Infection associated with isolation of group A β-hemolytic streptococci (GABHS) from a normally sterile body site; includes three clinical syndromes:

  • GABHS toxic shock syndrome (STSS)
  • GABHS necrotizing fasciitis (NF)
    • Infection characterized by extensive local necrosis of skin and subcutaneous soft tissues
  • Isolation of GABHS from normally sterile sites in patients not meeting criteria for STSS or NF (e.g., meningitis, osteomyelitis, septic arthritis, myositis, surgical wound infections) with or without bacteremia
    • Diagnostic criteria for STSS:
      • (I) Isolation of GABHS
        • A: From a normally sterile site (e.g., blood, CSF, tissue, peritoneal fluid)
        • B: From a nonsterile site (e.g., throat, vagina, sputum, open surgical wound)
      • (II) Clinical signs of severity
        • A: Hypotension
        • B: Two or more of the following signs:
          • Renal impairment
          • Coagulopathy
          • Hepatic involvement
          • Acute respiratory distress syndrome
          • A generalized erythematous macular rash that may desquamate
        • C: Soft tissue necrosis, including NF or myositis, or gangrene
    • A definite case fulfills criteria IA and II (A and B).
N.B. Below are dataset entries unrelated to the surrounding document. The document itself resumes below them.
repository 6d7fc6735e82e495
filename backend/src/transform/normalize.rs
//! Field normalization: raw rows to typed [`BookingRecord`]s.
//!
//! - missing `children` becomes `0` (the one documented fill)
//! - `arrival_date_month` names become [`Month`]
//! - integer columns are parsed; pandas-style `2.0` spellings are accepted

use tracing::{debug, trace};

use crate::error::{NormalizeError, NormalizeResult};
use crate::models::{BookingRecord, Month};
use crate::parser::{RawRow, RawTable};

/// Tokens treated as a missing value, matching the common pandas NA spellings.
const MISSING_TOKENS: [&str; 6] = ["NA", "N/A", "NaN", "nan", "NULL", "null"];

/// Output of [`normalize`].
#[derive(Debug, Clone)]
pub struct Normalized {
    pub records: Vec<BookingRecord>,
    /// Rows whose missing `children` value was set to 0.
    pub children_filled: usize,
}

/// Returns true if a raw value counts as missing.
pub fn is_missing(raw: &str) -> bool {
    let raw = raw.trim();
    raw.is_empty() || MISSING_TOKENS.contains(&raw)
}

/// Normalize every row of `table`, in order.
pub fn normalize(table: &RawTable) -> NormalizeResult<Normalized> {
    let mut records = Vec::with_capacity(table.len());
    let mut children_filled = 0;

    for row in table.rows() {
        let (record, filled) = normalize_row(row)?;
        if filled {
            trace!(ordinal = record.ordinal, "children missing, set to 0");
            children_filled += 1;
        }
        records.push(record);
    }

    debug!(rows = records.len(), children_filled, "normalized rows");
    Ok(Normalized {
        records,
        children_filled,
    })
}

/// Normalize one row. The flag reports whether `children` was filled.
pub fn normalize_row(row: RawRow<'_>) -> NormalizeResult<(BookingRecord, bool)> {
    let ordinal = row.ordinal();

    let (children, filled) = match row.get("children") {
        Some(raw) if !is_missing(raw) => (parse_int(ordinal, "children", raw)?, false),
        _ => (0, true),
    };

    let month_name = required(row, "arrival_date_month")?;
    let arrival_date_month =
        Month::from_name(month_name).ok_or_else(|| NormalizeError::InvalidMonth {
            ordinal,
            value: month_name.to_string(),
        })?;

    let record = BookingRecord {
        ordinal,
        hotel: required(row, "hotel")?.to_string(),
        is_canceled: parse_flag(ordinal, "is_canceled", required(row, "is_canceled")?)?,
        lead_time: int_field(row, "lead_time")?,
        adults: int_field(row, "adults")?,
        children,
        babies: int_field(row, "babies")?,
        stays_in_weekend_nights: int_field(row, "stays_in_weekend_nights")?,
        stays_in_week_nights: int_field(row, "stays_in_week_nights")?,
        arrival_date_year: int_field(row, "arrival_date_year")?,
        arrival_date_month,
        arrival_date_day_of_month: day_field(row)?,
    };

    Ok((record, filled))
}

fn required<'a>(row: RawRow<'a>, column: &str) -> NormalizeResult<&'a str> {
    match row.get(column) {
        Some(raw) if !is_missing(raw) => Ok(raw),
        _ => Err(NormalizeError::MissingValue {
            ordinal: row.ordinal(),
            column: column.to_string(),
        }),
    }
}

fn int_field<T: TryFrom<i64>>(row: RawRow<'_>, column: &str) -> NormalizeResult<T> {
    let raw = required(row, column)?;
    parse_int(row.ordinal(), column, raw)
}

fn day_field(row: RawRow<'_>) -> NormalizeResult<u8> {
    let column = "arrival_date_day_of_month";
    let raw = required(row, column)?;
    let day: u8 = parse_int(row.ordinal(), column, raw)?;
    if (1..=31).contains(&day) {
        Ok(day)
    } else {
        Err(invalid(row.ordinal(), column, raw))
    }
}

/// Parse an integer into `T`, accepting integral float spellings like `2.0`.
fn parse_int<T: TryFrom<i64>>(ordinal: usize, column: &str, raw: &str) -> NormalizeResult<T> {
    let value = match raw.parse::<i64>() {
        Ok(v) => v,
        Err(_) => match raw.parse::<f64>() {
            Ok(f) if f.is_finite() && f.fract() == 0.0 && f.abs() < i64::MAX as f64 => f as i64,
            _ => return Err(invalid(ordinal, column, raw)),
        },
    };
    T::try_from(value).map_err(|_| invalid(ordinal, column, raw))
}

fn parse_flag(ordinal: usize, column: &str, raw: &str) -> NormalizeResult<bool> {
    match parse_int::<u8>(ordinal, column, raw)? {
        0 => Ok(false),
        1 => Ok(true),
        _ => Err(invalid(ordinal, column, raw)),
    }
}

fn invalid(ordinal: usize, column: &str, raw: &str) -> NormalizeError {
    NormalizeError::InvalidInteger {
        ordinal,
        column: column.to_string(),
        value: raw.to_string(),
    }
}
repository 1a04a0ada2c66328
use serde::{Deserialize, Serialize};

use crate::enums::OrderStatus;

/// A synced marketplace sales order, keyed by
/// `SHOPEE:{REGION}:{SHOP_ID}:order:{ORDER_ID}`.
#[derive(Debug, Clone, Serialize, Deserialize)]
pub struct OnlineOrder {
    pub id: String,

    #[serde(rename = "integrationKey")]
    pub integration_key: String,

    /// Record id of the owning store
    #[serde(rename = "storeRef")]
    pub store_ref: String,

    #[serde(rename = "platformOrderId")]
    pub platform_order_id: String,

    pub status: Option<OrderStatus>,

    pub currency: Option<String>,

    #[serde(rename = "totalAmount")]
    pub total_amount: Option<f64>,

    /// Creation time reported by the marketplace (epoch seconds on the wire)
    #[serde(rename = "orderCreatedAt")]
    pub order_created_at: Option<chrono::DateTime<chrono::Utc>>,

    #[serde(rename = "lastSyncedAt")]
    pub last_synced_at: Option<chrono::DateTime<chrono::Utc>>,

    #[serde(rename = "rawPayloadJson")]
    pub raw_payload_json: Option<String>,

    #[serde(rename = "createdAt")]
    pub created_at: Option<chrono::DateTime<chrono::Utc>>,

    #[serde(rename = "updatedAt")]
    pub updated_at: Option<chrono::DateTime<chrono::Utc>>,
}

impl OnlineOrder {
    /// Natural key formula: `SHOPEE:{region}:{shop_id}:order:{order_id}`.
    pub fn key_for(region: &str, shop_id: &str, order_id: &str) -> String {
        format!("SHOPEE:{}:{}:order:{}", region, shop_id, order_id)
    }
}
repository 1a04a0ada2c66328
pub mod online_order;
pub mod online_product;
pub mod online_store;

use crate::shared::error::ApiError;
use crate::shared::payload::Payload;

/// Request-gate body parsing: empty body means an empty payload, anything
/// non-empty must decode to a JSON object.
pub(crate) fn parse_body(body: &str) -> Result<Payload, ApiError> {
    let trimmed = body.trim();
    if trimmed.is_empty() {
        return Ok(Payload::new());
    }
    match serde_json::from_str::<serde_json::Value>(trimmed) {
        Ok(serde_json::Value::Object(map)) => Ok(map),
        _ => Err(ApiError::InvalidBody),
    }
}
use axum::{extract::Path, Json};
use contracts::domain::online_store::aggregate::OnlineStore;
use contracts::integration::UpsertOutcome;

use crate::domain::online_store;
use crate::shared::error::ApiError;
use crate::system::auth::extractor::CurrentUser;

/// POST /api/integration/upsert-store
pub async fn upsert(
    CurrentUser(claims): CurrentUser,
    body: String,
) -> Result<Json<UpsertOutcome>, ApiError> {
    let payload = super::parse_body(&body)?;
    let outcome = online_store::service::upsert_from_payload(&payload).await?;
    tracing::info!(
        user = %claims.username,
        action = ?outcome.action,
        name = %outcome.name,
        "online store upsert"
    );
    Ok(Json(outcome))
}

/// GET /api/online-store
pub async fn list_all() -> Result<Json<Vec<OnlineStore>>, ApiError> {
    let stores = online_store::service::list_all().await?;
    Ok(Json(stores))
}

/// GET /api/online-store/:key
pub async fn get_by_key(Path(key): Path<String>) -> Result<Json<OnlineStore>, ApiError> {
    match online_store::service::get_by_key(&key).await? {
        Some(store) => Ok(Json(store)),
        None => Err(ApiError::NotFound("Online Store".into())),
    }
}
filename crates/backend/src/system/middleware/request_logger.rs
use axum::{body::Body, extract::Request, middleware::Next, response::Response};

/// One log line per request: method, path, status, elapsed time.
pub async fn request_logger(req: Request<Body>, next: Next) -> Response {
    let start = std::time::Instant::now();
    let method = req.method().clone();
    let path = req.uri().path().to_string();

    let response = next.run(req).await;

    tracing::info!(
        %method,
        path,
        status = response.status().as_u16(),
        elapsed_ms = start.elapsed().as_millis() as u64,
        "request"
    );

    response
}
use axum::{extract::Path, Json};
use contracts::domain::online_product::aggregate::OnlineProduct;
use contracts::integration::UpsertOutcome;

use crate::domain::online_product;
use crate::shared::error::ApiError;
use crate::system::auth::extractor::CurrentUser;

/// POST /api/integration/upsert-product
pub async fn upsert(
    CurrentUser(claims): CurrentUser,
    body: String,
) -> Result<Json<UpsertOutcome>, ApiError> {
    let payload = super::parse_body(&body)?;
    let outcome = online_product::service::upsert_from_payload(&payload).await?;
    tracing::info!(
        user = %claims.username,
        action = ?outcome.action,
        name = %outcome.name,
        "online product upsert"
    );
    Ok(Json(outcome))
}

/// GET /api/online-product
pub async fn list_all() -> Result<Json<Vec<OnlineProduct>>, ApiError> {
    let products = online_product::service::list_all().await?;
    Ok(Json(products))
}

/// GET /api/online-product/:key
pub async fn get_by_key(Path(key): Path<String>) -> Result<Json<OnlineProduct>, ApiError> {
    match online_product::service::get_by_key(&key).await? {
        Some(product) => Ok(Json(product)),
        None => Err(ApiError::NotFound("Online Product".into())),
    }
}
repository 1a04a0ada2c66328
use chrono::Utc;
use contracts::domain::online_product::aggregate::OnlineProduct;
use contracts::domain::online_store::aggregate::OnlineStore;
use contracts::enums::ProductStatus;
use contracts::integration::UpsertOutcome;

use super::repository::{self, ProductFields, ProductTarget};
use crate::domain::online_store;
use crate::shared::data::upsert::upsert_by_key;
use crate::shared::error::ApiError;
use crate::shared::payload::{
    embedded_array, embedded_object, float_value, int_value, string_field, string_value, Payload,
};

/// Normalize a marketplace product payload and upsert it by integration key.
/// The owning store must already exist.
pub async fn upsert_from_payload(payload: &Payload) -> Result<UpsertOutcome, ApiError> {
    let identity = resolve_identity(payload)?;

    let store_key = OnlineStore::key_for(&identity.region, &identity.shop_id);
    let store_ref = online_store::repository::find_id_by_key(&store_key)
        .await?
        .ok_or_else(|| {
            ApiError::StoreNotFound(format!(
                "shop_id={}, region={}",
                identity.shop_id, identity.region
            ))
        })?;

    let fields = build_fields(payload, store_ref, identity.item_id.clone());
    let outcome = upsert_by_key(&ProductTarget, &identity.integration_key, &fields).await?;
    Ok(outcome)
}

pub async fn list_all() -> anyhow::Result<Vec<OnlineProduct>> {
    repository::list_all().await
}

pub async fn get_by_key(integration_key: &str) -> anyhow::Result<Option<OnlineProduct>> {
    repository::get_by_key(integration_key).await
}

#[derive(Debug)]
struct ProductIdentity {
    item_id: String,
    shop_id: String,
    region: String,
    integration_key: String,
}

/// The three identifying fields are all required; the error names all of
/// them so the caller can fix the payload in one round trip.
fn resolve_identity(payload: &Payload) -> Result<ProductIdentity, ApiError> {
    let item_id = string_field(payload, "item_id");
    let shop_id = string_field(payload, "shop_id");
    let region = string_field(payload, "region");

    match (item_id, shop_id, region) {
        (Some(item_id), Some(shop_id), Some(region)) => {
            let integration_key = OnlineProduct::key_for(&item_id, &shop_id, &region);
            Ok(ProductIdentity {
                item_id,
                shop_id,
                region,
                integration_key,
            })
        }
        _ => Err(ApiError::MissingField("item_id, shop_id, region".into())),
    }
}

fn build_fields(payload: &Payload, store_ref: String, item_id: String) -> ProductFields {
    let prices = extract_prices(payload);

    ProductFields {
        store_ref,
        platform_item_id: item_id,
        product_name: string_field(payload, "item_name"),
        status: map_item_status(string_field(payload, "item_status").as_deref()),
        currency: prices.currency,
        current_price: prices.current,
        original_price: prices.original,
        stock_qty: extract_stock_qty(payload),
        primary_image_url: first_image_url(payload),
        specification_text: attributes_to_text(payload),
        last_synced_at: Utc::now(),
        raw_payload_json: serde_json::Value::Object(payload.clone()).to_string(),
    }
}

/// Marketplace item status codes collapse onto the three-state lifecycle;
/// anything unrecognized counts as live.
fn map_item_status(item_status: Option<&str>) -> ProductStatus {
    match item_status {
        Some("BANNED") | Some("DELETED") | Some("UNLIST") => ProductStatus::Delisted,
        Some("REVIEWING") => ProductStatus::Inactive,
        _ => ProductStatus::Active,
    }
}

struct PriceBits {
    currency: Option<String>,
    original: Option<f64>,
    current: Option<f64>,
}

/// `price_info_json` is a list; the first entry wins. An empty or
/// unparseable list falls back to the top-level currency and no prices.
fn extract_prices(payload: &Payload) -> PriceBits {
    let price_list = embedded_array(payload, "price_info_json");

    if let Some(first) = price_list.first().and_then(|v| v.as_object()) {
        return PriceBits {
            currency: first
                .get("currency")
                .and_then(string_value)
                .or_else(|| string_field(payload, "currency")),
            original: first.get("original_price").and_then(float_value),
            current: first.get("current_price").and_then(float_value),
        };
    }

    PriceBits {
        currency: string_field(payload, "currency"),
        original: None,
        current: None,
    }
}

/// `stock_info_v2_json` nests the usable number under
/// `summary_info.total_available_stock`.
fn extract_stock_qty(payload: &Payload) -> Option<i64> {
    let stock = embedded_object(payload, "stock_info_v2_json");
    let summary = stock.get("summary_info")?.as_object()?;
    int_value(summary.get("total_available_stock")?)
}

fn first_image_url(payload: &Payload) -> Option<String> {
    let image = embedded_object(payload, "image_json");
    let urls = image.get("image_url_list")?.as_array()?;
    urls.first().and_then(string_value)
}

/// Render `attribute_list_json` into readable lines, one per attribute:
/// `Name: value1unit, value2unit`. Attributes without a usable name or any
/// usable value are skipped.
fn attributes_to_text(payload: &Payload) -> Option<String> {
    let attrs = embedded_array(payload, "attribute_list_json");

    let mut lines = Vec::new();
    for attr in attrs.iter().filter_map(|a| a.as_object()) {
        let name = attr
            .get("original_attribute_name")
            .and_then(string_value)
            .or_else(|| attr.get("attribute_name").and_then(string_value))
            .or_else(|| attr.get("attribute_id").and_then(string_value));

        let values: Vec<String> = attr
            .get("attribute_value_list")
            .and_then(|v| v.as_array())
            .map(|list| {
                list.iter()
                    .filter_map(|v| v.as_object())
                    .filter_map(|v| {
                        let value = v
                            .get("original_value_name")
                            .and_then(string_value)
                            .or_else(|| v.get("value_name").and_then(string_value))
                            .or_else(|| v.get("value_id").and_then(string_value))?;
                        let unit = v.get("value_unit").and_then(string_value).unwrap_or_default();
                        Some(format!("{}{}", value, unit))
                    })
                    .collect()
            })
            .unwrap_or_default();

        if let Some(name) = name {
            if !values.is_empty() {
                lines.push(format!("{}: {}", name, values.join(", ")));
            }
        }
    }

    (!lines.is_empty()).then(|| lines.join("\n"))
}
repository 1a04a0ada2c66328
use serde::{Deserialize, Serialize};

use crate::enums::ProductStatus;

/// A synced marketplace product, keyed by `{ITEM_ID}-{SHOP_ID}-{REGION}`.
/// Always linked to an existing [`OnlineStore`](super::super::online_store::aggregate::OnlineStore).
#[derive(Debug, Clone, Serialize, Deserialize)]
pub struct OnlineProduct {
    pub id: String,

    #[serde(rename = "integrationKey")]
    pub integration_key: String,

    /// Record id of the owning store
    #[serde(rename = "storeRef")]
    pub store_ref: String,

    #[serde(rename = "platformItemId")]
    pub platform_item_id: String,

    #[serde(rename = "productName")]
    pub product_name: Option<String>,

    pub status: Option<ProductStatus>,

    pub currency: Option<String>,

    #[serde(rename = "currentPrice")]
    pub current_price: Option<f64>,

    #[serde(rename = "originalPrice")]
    pub original_price: Option<f64>,

    #[serde(rename = "stockQty")]
    pub stock_qty: Option<i64>,

    #[serde(rename = "primaryImageUrl")]
    pub primary_image_url: Option<String>,

    /// Readable attribute lines rendered from the marketplace attribute list
    #[serde(rename = "specificationText")]
    pub specification_text: Option<String>,

    #[serde(rename = "lastSyncedAt")]
    pub last_synced_at: Option<chrono::DateTime<chrono::Utc>>,

    #[serde(rename = "rawPayloadJson")]
    pub raw_payload_json: Option<String>,

    #[serde(rename = "createdAt")]
    pub created_at: Option<chrono::DateTime<chrono::Utc>>,

    #[serde(rename = "updatedAt")]
    pub updated_at: Option<chrono::DateTime<chrono::Utc>>,
}

impl OnlineProduct {
    /// Natural key formula: `{item_id}-{shop_id}-{region}`.
    pub fn key_for(item_id: &str, shop_id: &str, region: &str) -> String {
        format!("{}-{}-{}", item_id, shop_id, region)
    }
}
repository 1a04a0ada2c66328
pub mod domain;
pub mod handlers;
pub mod shared;
pub mod system;

#[cfg(test)]
mod tests;

#[tokio::main]
async fn main() -> anyhow::Result<()> {
    use axum::middleware;
    use axum::{
        routing::{get, post},
        Router,
    };
    use std::net::SocketAddr;
    use tokio::net::TcpListener;
    use tower_http::cors::{Any, CorsLayer};
    use tracing_subscriber::{layer::SubscriberExt, util::SubscriberInitExt};

    let log_dir = std::path::Path::new("target").join("logs");
    std::fs::create_dir_all(&log_dir)?;

    let log_file = std::fs::OpenOptions::new()
        .create(true)
        .append(true)
        .open(log_dir.join("backend.log"))?;

    tracing_subscriber::registry()
        .with(tracing_subscriber::EnvFilter::new(
            std::env::var("RUST_LOG").unwrap_or_else(|_| {
                // Keep SQL statement logging out of the application log
                "info,sqlx=warn,sea_orm=warn".into()
            }),
        ))
        .with(tracing_subscriber::fmt::layer())
        .with(
            tracing_subscriber::fmt::layer()
                .with_writer(std::sync::Arc::new(log_file))
                .with_ansi(false),
        )
        .init();

    let config = shared::config::load_config()?;

    system::auth::jwt::initialize_auth(config.auth.jwt_secret.clone())?;

    let db_path = shared::config::get_database_path(&config)?;
    shared::data::db::initialize_database(Some(&db_path.to_string_lossy()))
        .await
        .map_err(|e| anyhow::anyhow!("db init failed: {e}"))?;

    let cors = CorsLayer::new()
        .allow_origin(Any)
        .allow_methods([
            axum::http::Method::GET,
            axum::http::Method::POST,
            axum::http::Method::OPTIONS,
        ])
        .allow_headers([
            axum::http::header::CONTENT_TYPE,
            axum::http::header::ACCEPT,
            axum::http::header::AUTHORIZATION,
        ]);

    let require_admin = || middleware::from_fn(system::auth::middleware::require_admin);

    let app = Router::new()
        .route("/health", get(|| async { "ok" }))
        // ========================================
        // INTEGRATION UPSERT ROUTES (admin only)
        // ========================================
        .route(
            "/api/integration/upsert-store",
            post(handlers::online_store::upsert).layer(require_admin()),
        )
        .route(
            "/api/integration/upsert-product",
            post(handlers::online_product::upsert).layer(require_admin()),
        )
        .route(
            "/api/integration/upsert-order",
            post(handlers::online_order::upsert).layer(require_admin()),
        )
        // ========================================
        // READ ROUTES (admin only)
        // ========================================
        .route(
            "/api/online-store",
            get(handlers::online_store::list_all).layer(require_admin()),
        )
        .route(
            "/api/online-store/:key",
            get(handlers::online_store::get_by_key).layer(require_admin()),
        )
        .route(
            "/api/online-product",
            get(handlers::online_product::list_all).layer(require_admin()),
        )
        .route(
            "/api/online-product/:key",
            get(handlers::online_product::get_by_key).layer(require_admin()),
        )
        .route(
            "/api/online-order",
            get(handlers::online_order::list_all).layer(require_admin()),
        )
        .route(
            "/api/online-order/:key",
            get(handlers::online_order::get_by_key).layer(require_admin()),
        )
        .layer(middleware::from_fn(
            system::middleware::request_logger::request_logger,
        ))
        .layer(cors);

    let addr: SocketAddr = ([0, 0, 0, 0], config.server.port).into();

    tracing::info!("Attempting to bind server to http://{}", addr);
    let listener = match TcpListener::bind(addr).await {
        Ok(listener) => {
            tracing::info!("Server successfully bound to {}", addr);
            listener
        }
        Err(e) => {
            if e.kind() == std::io::ErrorKind::AddrInUse {
                tracing::error!(
                    "Error: Port {} is already in use. Please ensure no other process is using this port.",
                    config.server.port
                );
            } else {
                tracing::error!("Failed to bind to port {}. Error: {}", config.server.port, e);
            }
            return Err(e.into());
        }
    };

    axum::serve(listener, app).await?;

    Ok(())
}
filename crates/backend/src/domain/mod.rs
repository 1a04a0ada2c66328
pub mod online_order;
pub mod online_product;
pub mod online_store;
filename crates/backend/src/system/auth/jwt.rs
use anyhow::{Context, Result};
use contracts::system::auth::TokenClaims;
use jsonwebtoken::{decode, DecodingKey, Validation};
use once_cell::sync::OnceCell;

/// Shared secret the issuer signs tokens with, set once at startup from
/// config. Token issuance itself lives outside this service.
static JWT_SECRET: OnceCell<String> = OnceCell::new();

pub fn initialize_auth(secret: String) -> Result<()> {
    JWT_SECRET
        .set(secret)
        .map_err(|_| anyhow::anyhow!("JWT secret already initialized"))
}

fn get_jwt_secret() -> Result<&'static str> {
    JWT_SECRET
        .get()
        .map(String::as_str)
        .context("JWT secret has not been initialized")
}

/// Validate JWT token and extract claims
pub fn validate_token(token: &str) -> Result<TokenClaims> {
    let secret = get_jwt_secret()?;

    let token_data = decode::<TokenClaims>(
        token,
        &DecodingKey::from_secret(secret.as_bytes()),
        &Validation::default(),
    )
    .context("Failed to decode JWT token")?;

    Ok(token_data.claims)
}
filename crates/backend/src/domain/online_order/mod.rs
pub mod repository;
pub mod service;
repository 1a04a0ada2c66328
//! End-to-end upsert scenario against an in-memory database.
//!
//! Kept as a single sequential test: the global connection is initialized
//! once and every step builds on the records left by the previous one.

use contracts::enums::{OrderStatus, ProductStatus};
use contracts::integration::UpsertAction;
use serde_json::json;

use crate::domain::{online_order, online_product, online_store};
use crate::shared::data::db;
use crate::shared::error::ApiError;
use crate::shared::payload::Payload;

fn payload(value: serde_json::Value) -> Payload {
    value.as_object().unwrap().clone()
}

#[tokio::test]
async fn upsert_flow_end_to_end() {
    db::initialize_database(Some(":memory:")).await.unwrap();

    // A product cannot arrive before its store
    let err = online_product::service::upsert_from_payload(&payload(json!({
        "item_id": "I1", "shop_id": "S1", "region": "SG",
    })))
    .await
    .unwrap_err();
    assert!(matches!(err, ApiError::StoreNotFound(_)));

    // First store upsert creates
    let first = online_store::service::upsert_from_payload(&payload(json!({
        "integration_key": "SHOPEE:SG:S1",
        "shop_id": "S1",
        "region": "SG",
        "store_name": "Store One",
        "store_url": "https://shop.example/s1",
    })))
    .await
    .unwrap();
    assert_eq!(first.action, UpsertAction::Created);

    // Second upsert with the same key updates the same record and an absent
    // store_url does not clear the stored one
    let second = online_store::service::upsert_from_payload(&payload(json!({
        "integration_key": "SHOPEE:SG:S1",
        "store_name": "Store One Renamed",
    })))
    .await
    .unwrap();
    assert_eq!(second.action, UpsertAction::Updated);
    assert_eq!(first.name, second.name);

    let store = online_store::service::get_by_key("SHOPEE:SG:S1")
        .await
        .unwrap()
        .unwrap();
    assert_eq!(store.store_name, "Store One Renamed");
    assert_eq!(store.store_url.as_deref(), Some("https://shop.example/s1"));
    assert_eq!(store.platform, "shopee");
    assert!(store.last_synced_at.is_some());

    // Product upsert with the store in place
    let created = online_product::service::upsert_from_payload(&payload(json!({
        "item_id": "I1",
        "shop_id": "S1",
        "region": "SG",
        "item_name": "Widget",
        "item_status": "BANNED",
        "price_info_json": "[{\"currency\":\"SGD\",\"original_price\":25.0,\"current_price\":19.9}]",
        "stock_info_v2_json": "{\"summary_info\":{\"total_available_stock\":\"42\"}}",
        "image_json": "{\"image_url_list\":[\"https://cdn/img1.jpg\"]}",
    })))
    .await
    .unwrap();
    assert_eq!(created.action, UpsertAction::Created);

    let product = online_product::service::get_by_key("I1-S1-SG")
        .await
        .unwrap()
        .unwrap();
    assert_eq!(product.store_ref, store.id);
    assert_eq!(product.status, Some(ProductStatus::Delisted));
    assert_eq!(product.currency.as_deref(), Some("SGD"));
    assert_eq!(product.current_price, Some(19.9));
    assert_eq!(product.stock_qty, Some(42));
    assert_eq!(product.primary_image_url.as_deref(), Some("https://cdn/img1.jpg"));

    // Sparse re-sync: name and prices survive, status recomputes to active
    let updated = online_product::service::upsert_from_payload(&payload(json!({
        "item_id": "I1", "shop_id": "S1", "region": "SG",
    })))
    .await
    .unwrap();
    assert_eq!(updated.action, UpsertAction::Updated);

    let product = online_product::service::get_by_key("I1-S1-SG")
        .await
        .unwrap()
        .unwrap();
    assert_eq!(product.product_name.as_deref(), Some("Widget"));
    assert_eq!(product.current_price, Some(19.9));
    assert_eq!(product.status, Some(ProductStatus::Active));

    // Order with derived key; unrecognized status stays unset
    let created = online_order::service::upsert_from_payload(&payload(json!({
        "region": "SG",
        "shop_id": "S1",
        "order_sn": "OD123",
        "order_status": "IN_TRANSIT",
        "currency": "SGD",
        "total_amount": 39.8,
        "create_time": 1700000000,
    })))
    .await
    .unwrap();
    assert_eq!(created.action, UpsertAction::Created);

    let order = online_order::service::get_by_key("SHOPEE:SG:S1:order:OD123")
        .await
        .unwrap()
        .unwrap();
    assert_eq!(order.status, None);
    assert_eq!(order.total_amount, Some(39.8));
    assert_eq!(
        order.order_created_at,
        chrono::DateTime::from_timestamp(1700000000, 0)
    );

    // Status arrives on a later sync and maps through the table
    let updated = online_order::service::upsert_from_payload(&payload(json!({
        "integration_key": "SHOPEE:SG:S1:order:OD123",
        "order_status": "READY_TO_SHIP",
    })))
    .await
    .unwrap();
    assert_eq!(updated.action, UpsertAction::Updated);

    let order = online_order::service::get_by_key("SHOPEE:SG:S1:order:OD123")
        .await
        .unwrap()
        .unwrap();
    assert_eq!(order.status, Some(OrderStatus::Processing));
    // earlier values survived the sparse update
    assert_eq!(order.currency.as_deref(), Some("SGD"));

    // The read surface sees exactly one record per kind
    assert_eq!(online_store::service::list_all().await.unwrap().len(), 1);
    assert_eq!(online_product::service::list_all().await.unwrap().len(), 1);
    assert_eq!(online_order::service::list_all().await.unwrap().len(), 1);
}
A probable case fulfills criteria IB and II (A and B) and no other identifiable cause.

Epidemiology

  • Overall mortality rates for invasive GABHS infections are lower in children (3.6–8.3%) than in adults (30–80%).
  • Most cases occur in winter and early spring.

Incidence

  • The average annual incidence in the United States is approximately 3.5 cases per 100,000 persons.
  • Incidence is highest in infants and the elderly.
  • 85% of cases are sporadic, 10% hospital-acquired, 4% in chronic care facilities, 1% in cases with a close index contact.

Risk Factors

  • Risk factors for invasive GABHS infections include injuries resulting in bruising or muscle strain, surgical procedures, viral infections such as varicella, and use of NSAIDS.
  • High-risk groups include patients with diabetes mellitus, chronic cardiac or pulmonary disease, HIV infection or AIDS, and those with a history of IV drug use.

General Prevention

  • Routine immunization against varicella
  • Isolation of hospitalized patients
    • In addition to standard precautions, droplet precautions for children with pneumonia
    • Contact precautions should be used for at least 24 hours after the start of antimicrobial therapy in children with extensive or draining cutaneous infections.
  • Several GABHS vaccine candidates are in varying stages of development. A 26-valent recombinant M protein vaccine is the only vaccine to have entered into clinical trials.

Pathophysiology

  • The pathogenic mechanism has not been fully defined; however, an association with streptococcal pyrogenic exotoxins (SPE) has been suggested.
  • SPE A, B, and C (responsible for rash of scarlet fever) along with streptococcal exotoxins, mitogen factor, and superantigen stimulate activation of T lymphocytes and macrophages to produce large quantities of cytokines resulting in shock and tissue damage.

Etiology

Streptococcus pyogenes is the only species of β-hemolytic streptococci to be associated with invasive infections.